**About this exercise**
Copy each line of the records that holds the string "reqwest".

[Dataset entries]
☆ ☆ ☆ ☆

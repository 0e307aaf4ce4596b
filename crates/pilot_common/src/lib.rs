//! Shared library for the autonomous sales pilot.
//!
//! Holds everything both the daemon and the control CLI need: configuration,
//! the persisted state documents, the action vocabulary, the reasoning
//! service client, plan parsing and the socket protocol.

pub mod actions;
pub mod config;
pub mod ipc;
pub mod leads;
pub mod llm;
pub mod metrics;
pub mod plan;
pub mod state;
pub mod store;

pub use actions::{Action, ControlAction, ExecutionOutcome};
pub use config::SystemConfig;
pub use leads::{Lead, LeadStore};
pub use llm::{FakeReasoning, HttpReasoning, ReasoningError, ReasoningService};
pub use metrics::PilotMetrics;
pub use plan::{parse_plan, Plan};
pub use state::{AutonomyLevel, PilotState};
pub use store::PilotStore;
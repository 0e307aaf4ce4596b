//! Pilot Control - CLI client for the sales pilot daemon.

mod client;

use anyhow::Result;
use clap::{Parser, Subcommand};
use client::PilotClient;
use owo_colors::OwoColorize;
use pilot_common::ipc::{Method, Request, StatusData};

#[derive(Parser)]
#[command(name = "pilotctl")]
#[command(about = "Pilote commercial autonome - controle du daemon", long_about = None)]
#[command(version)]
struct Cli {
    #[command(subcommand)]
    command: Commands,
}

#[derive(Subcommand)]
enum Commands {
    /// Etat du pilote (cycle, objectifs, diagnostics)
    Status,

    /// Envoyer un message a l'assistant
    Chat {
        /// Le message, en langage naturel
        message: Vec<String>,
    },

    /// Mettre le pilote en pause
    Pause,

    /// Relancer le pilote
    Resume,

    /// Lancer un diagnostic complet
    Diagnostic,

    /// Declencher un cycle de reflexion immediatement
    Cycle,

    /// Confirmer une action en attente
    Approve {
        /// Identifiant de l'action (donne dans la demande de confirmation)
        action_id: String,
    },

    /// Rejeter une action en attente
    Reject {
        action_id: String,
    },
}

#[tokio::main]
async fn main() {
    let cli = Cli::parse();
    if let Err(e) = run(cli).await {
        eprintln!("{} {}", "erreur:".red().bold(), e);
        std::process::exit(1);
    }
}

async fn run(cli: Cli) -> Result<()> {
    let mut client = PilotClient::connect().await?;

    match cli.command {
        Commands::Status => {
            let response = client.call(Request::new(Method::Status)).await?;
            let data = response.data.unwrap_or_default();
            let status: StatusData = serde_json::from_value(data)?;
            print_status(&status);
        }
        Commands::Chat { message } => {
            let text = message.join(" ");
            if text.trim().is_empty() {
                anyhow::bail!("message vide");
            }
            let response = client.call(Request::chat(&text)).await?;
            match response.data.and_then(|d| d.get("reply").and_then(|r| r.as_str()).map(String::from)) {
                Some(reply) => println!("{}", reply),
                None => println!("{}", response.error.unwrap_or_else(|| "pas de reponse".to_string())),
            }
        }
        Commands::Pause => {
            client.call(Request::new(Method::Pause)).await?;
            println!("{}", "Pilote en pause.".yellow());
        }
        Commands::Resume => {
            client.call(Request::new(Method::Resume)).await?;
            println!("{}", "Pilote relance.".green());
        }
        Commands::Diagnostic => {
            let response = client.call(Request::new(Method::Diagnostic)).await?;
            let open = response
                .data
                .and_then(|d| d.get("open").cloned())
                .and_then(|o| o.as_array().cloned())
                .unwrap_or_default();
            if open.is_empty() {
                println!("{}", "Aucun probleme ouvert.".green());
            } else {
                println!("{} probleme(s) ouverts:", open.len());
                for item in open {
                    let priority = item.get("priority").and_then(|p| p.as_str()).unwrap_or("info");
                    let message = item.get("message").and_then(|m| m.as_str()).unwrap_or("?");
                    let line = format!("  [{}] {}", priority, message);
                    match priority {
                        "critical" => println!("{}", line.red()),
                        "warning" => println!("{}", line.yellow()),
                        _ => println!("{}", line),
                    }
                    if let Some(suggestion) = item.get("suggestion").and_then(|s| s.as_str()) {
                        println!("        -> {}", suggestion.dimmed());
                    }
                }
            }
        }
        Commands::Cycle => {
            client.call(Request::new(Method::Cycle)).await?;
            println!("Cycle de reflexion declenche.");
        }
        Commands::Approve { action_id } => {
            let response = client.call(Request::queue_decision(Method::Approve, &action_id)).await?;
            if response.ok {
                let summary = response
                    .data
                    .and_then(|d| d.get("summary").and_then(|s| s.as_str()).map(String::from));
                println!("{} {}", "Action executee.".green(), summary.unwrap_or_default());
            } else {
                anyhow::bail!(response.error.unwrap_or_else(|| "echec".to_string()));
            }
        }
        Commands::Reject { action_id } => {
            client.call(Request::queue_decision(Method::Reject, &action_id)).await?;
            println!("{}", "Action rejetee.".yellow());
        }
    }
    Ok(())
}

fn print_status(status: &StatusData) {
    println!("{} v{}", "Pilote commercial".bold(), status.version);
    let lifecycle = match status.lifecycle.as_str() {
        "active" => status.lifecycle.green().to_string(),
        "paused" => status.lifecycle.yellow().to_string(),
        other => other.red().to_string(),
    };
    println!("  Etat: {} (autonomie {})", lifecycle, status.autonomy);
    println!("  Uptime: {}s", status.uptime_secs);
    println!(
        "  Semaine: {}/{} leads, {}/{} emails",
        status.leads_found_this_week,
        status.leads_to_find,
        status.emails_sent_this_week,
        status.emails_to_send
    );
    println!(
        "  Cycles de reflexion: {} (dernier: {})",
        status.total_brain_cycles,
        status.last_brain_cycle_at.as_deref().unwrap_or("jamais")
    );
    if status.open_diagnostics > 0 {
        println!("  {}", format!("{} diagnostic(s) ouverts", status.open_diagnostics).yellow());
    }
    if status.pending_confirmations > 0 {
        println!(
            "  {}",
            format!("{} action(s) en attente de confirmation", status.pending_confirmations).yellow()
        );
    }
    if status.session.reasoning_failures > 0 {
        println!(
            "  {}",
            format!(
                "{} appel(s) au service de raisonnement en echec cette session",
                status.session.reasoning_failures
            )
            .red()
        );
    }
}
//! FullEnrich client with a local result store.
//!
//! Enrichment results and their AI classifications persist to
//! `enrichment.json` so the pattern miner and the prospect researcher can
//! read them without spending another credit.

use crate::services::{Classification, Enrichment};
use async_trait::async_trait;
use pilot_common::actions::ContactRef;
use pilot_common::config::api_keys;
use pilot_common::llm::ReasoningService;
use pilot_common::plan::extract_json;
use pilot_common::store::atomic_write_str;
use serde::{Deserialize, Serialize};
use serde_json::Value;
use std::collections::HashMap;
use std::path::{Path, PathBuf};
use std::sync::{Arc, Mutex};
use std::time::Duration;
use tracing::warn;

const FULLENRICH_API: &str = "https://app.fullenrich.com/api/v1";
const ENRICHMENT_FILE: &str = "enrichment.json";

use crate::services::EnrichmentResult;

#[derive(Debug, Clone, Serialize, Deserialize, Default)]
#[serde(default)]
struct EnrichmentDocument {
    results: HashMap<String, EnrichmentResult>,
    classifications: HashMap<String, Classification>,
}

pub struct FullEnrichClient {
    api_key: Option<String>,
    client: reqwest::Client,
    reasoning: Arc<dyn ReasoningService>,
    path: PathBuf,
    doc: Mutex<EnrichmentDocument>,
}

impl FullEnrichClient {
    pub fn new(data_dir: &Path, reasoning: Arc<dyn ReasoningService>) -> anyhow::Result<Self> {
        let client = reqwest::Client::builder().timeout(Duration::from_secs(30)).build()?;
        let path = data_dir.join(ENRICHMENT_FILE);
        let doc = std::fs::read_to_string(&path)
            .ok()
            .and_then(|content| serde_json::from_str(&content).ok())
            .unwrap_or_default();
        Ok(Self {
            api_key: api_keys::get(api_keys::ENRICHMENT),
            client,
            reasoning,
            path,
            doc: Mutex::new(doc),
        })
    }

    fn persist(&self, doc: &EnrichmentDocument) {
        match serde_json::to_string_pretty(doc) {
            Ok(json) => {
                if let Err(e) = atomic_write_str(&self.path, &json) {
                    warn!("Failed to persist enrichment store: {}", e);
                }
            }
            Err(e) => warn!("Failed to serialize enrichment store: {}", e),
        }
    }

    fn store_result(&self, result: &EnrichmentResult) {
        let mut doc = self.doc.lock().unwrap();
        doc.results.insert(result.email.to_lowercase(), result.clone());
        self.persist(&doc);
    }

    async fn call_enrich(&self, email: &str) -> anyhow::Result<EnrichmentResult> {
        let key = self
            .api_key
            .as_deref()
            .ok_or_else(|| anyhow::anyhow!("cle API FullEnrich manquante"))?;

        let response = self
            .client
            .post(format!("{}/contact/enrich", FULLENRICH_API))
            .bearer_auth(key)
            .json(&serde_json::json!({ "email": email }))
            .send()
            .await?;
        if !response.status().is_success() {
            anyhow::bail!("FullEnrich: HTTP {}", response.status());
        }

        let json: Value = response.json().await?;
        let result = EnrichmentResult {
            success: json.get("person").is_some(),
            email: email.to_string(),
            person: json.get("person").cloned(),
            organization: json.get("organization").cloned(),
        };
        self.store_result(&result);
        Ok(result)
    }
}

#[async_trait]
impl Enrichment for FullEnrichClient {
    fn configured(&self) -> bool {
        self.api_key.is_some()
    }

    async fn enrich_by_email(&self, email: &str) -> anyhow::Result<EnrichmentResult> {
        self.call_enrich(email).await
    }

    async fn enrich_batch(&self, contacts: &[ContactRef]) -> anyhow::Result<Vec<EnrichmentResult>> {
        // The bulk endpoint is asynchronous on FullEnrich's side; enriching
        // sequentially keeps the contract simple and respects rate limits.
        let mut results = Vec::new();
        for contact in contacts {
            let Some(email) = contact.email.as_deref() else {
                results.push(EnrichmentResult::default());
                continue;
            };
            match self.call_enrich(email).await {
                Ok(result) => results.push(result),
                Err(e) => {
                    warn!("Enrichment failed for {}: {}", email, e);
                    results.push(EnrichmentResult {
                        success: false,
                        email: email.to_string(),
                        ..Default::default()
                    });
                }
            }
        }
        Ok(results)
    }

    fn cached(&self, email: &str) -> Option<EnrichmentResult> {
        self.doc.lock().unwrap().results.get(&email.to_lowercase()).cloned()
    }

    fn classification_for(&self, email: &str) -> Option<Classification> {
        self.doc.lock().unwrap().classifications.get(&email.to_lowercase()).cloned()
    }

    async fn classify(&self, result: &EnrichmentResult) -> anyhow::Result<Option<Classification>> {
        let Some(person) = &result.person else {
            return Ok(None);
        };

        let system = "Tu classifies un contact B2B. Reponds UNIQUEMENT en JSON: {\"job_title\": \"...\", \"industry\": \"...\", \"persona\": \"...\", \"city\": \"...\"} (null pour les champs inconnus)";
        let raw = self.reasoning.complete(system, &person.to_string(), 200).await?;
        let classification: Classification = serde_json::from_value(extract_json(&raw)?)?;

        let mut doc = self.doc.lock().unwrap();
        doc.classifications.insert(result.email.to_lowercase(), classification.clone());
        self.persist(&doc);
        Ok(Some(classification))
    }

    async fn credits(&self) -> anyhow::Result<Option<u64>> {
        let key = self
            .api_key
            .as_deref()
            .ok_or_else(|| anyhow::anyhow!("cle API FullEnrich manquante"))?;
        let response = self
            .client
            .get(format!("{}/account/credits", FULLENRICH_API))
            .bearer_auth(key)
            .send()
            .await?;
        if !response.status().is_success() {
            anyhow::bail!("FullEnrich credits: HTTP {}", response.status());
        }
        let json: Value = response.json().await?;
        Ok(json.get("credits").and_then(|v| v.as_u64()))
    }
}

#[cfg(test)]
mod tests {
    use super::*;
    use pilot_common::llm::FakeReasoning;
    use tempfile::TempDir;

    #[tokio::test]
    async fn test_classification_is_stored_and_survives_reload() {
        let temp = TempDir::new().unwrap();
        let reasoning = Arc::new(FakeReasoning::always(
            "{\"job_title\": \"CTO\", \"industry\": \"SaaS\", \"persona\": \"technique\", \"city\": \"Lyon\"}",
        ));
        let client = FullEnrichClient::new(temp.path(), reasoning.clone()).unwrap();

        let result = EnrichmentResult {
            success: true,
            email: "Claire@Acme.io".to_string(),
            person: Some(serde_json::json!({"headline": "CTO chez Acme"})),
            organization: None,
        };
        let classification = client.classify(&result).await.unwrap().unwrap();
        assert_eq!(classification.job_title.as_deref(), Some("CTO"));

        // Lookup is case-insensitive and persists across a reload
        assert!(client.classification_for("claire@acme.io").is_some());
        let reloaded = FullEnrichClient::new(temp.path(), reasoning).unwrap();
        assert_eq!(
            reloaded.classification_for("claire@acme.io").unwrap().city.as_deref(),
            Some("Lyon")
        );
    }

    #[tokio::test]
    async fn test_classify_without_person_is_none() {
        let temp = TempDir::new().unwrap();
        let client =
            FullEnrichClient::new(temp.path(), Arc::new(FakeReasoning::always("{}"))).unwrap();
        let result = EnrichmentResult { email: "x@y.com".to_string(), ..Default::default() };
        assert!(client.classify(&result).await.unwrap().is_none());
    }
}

☆ ☆ ☆ ☆

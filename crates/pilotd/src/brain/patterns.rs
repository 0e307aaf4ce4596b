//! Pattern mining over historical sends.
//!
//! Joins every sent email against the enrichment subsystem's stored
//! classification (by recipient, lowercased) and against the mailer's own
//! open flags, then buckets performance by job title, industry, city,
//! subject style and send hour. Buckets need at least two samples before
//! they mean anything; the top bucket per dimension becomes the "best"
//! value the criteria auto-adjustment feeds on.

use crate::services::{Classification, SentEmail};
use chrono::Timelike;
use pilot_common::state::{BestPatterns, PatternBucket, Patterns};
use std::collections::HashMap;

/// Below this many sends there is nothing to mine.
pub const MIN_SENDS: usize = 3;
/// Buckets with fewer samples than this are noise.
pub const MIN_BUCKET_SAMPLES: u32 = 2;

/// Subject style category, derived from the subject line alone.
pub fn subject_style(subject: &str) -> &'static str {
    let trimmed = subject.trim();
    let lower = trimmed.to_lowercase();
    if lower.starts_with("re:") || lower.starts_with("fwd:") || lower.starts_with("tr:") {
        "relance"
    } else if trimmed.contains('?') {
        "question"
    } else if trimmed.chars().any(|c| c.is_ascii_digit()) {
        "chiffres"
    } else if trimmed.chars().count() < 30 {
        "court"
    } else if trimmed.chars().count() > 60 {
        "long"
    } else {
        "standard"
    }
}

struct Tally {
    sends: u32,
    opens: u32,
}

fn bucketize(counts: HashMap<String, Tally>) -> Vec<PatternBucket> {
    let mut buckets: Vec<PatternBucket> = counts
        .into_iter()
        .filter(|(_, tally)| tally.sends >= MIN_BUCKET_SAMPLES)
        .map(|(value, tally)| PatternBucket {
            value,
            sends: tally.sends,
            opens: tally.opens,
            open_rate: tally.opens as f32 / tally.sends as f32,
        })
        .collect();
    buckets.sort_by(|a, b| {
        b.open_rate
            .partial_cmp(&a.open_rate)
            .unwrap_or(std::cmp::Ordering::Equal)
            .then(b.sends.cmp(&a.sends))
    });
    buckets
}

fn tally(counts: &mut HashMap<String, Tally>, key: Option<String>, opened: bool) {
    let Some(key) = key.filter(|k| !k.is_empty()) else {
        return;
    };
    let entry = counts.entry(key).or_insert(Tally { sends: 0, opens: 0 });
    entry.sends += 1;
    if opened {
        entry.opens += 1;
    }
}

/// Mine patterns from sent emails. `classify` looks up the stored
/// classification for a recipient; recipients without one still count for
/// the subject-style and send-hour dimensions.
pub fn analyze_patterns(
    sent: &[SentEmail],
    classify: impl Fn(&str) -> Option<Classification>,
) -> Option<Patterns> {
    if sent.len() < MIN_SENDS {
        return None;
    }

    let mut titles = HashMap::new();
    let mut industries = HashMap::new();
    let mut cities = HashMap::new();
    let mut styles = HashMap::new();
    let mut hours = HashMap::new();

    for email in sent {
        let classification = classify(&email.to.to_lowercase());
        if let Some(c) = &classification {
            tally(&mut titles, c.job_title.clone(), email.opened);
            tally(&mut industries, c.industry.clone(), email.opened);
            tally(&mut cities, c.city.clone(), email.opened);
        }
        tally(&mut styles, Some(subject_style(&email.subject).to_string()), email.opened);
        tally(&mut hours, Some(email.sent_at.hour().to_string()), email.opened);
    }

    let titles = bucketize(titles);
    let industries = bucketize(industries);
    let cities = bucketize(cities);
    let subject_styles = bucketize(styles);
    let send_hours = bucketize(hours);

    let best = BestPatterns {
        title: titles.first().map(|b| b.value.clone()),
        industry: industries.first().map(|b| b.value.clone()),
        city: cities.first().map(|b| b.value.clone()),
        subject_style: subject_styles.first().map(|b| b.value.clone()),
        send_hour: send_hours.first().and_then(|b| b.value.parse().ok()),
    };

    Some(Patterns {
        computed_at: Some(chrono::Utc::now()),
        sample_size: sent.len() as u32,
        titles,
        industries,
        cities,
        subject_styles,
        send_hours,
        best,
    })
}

☆ ☆ ☆ ☆

**Answer to the exercise**
    client: reqwest::Client,
        let client = reqwest::Client::builder().timeout(Duration::from_secs(30)).build()?;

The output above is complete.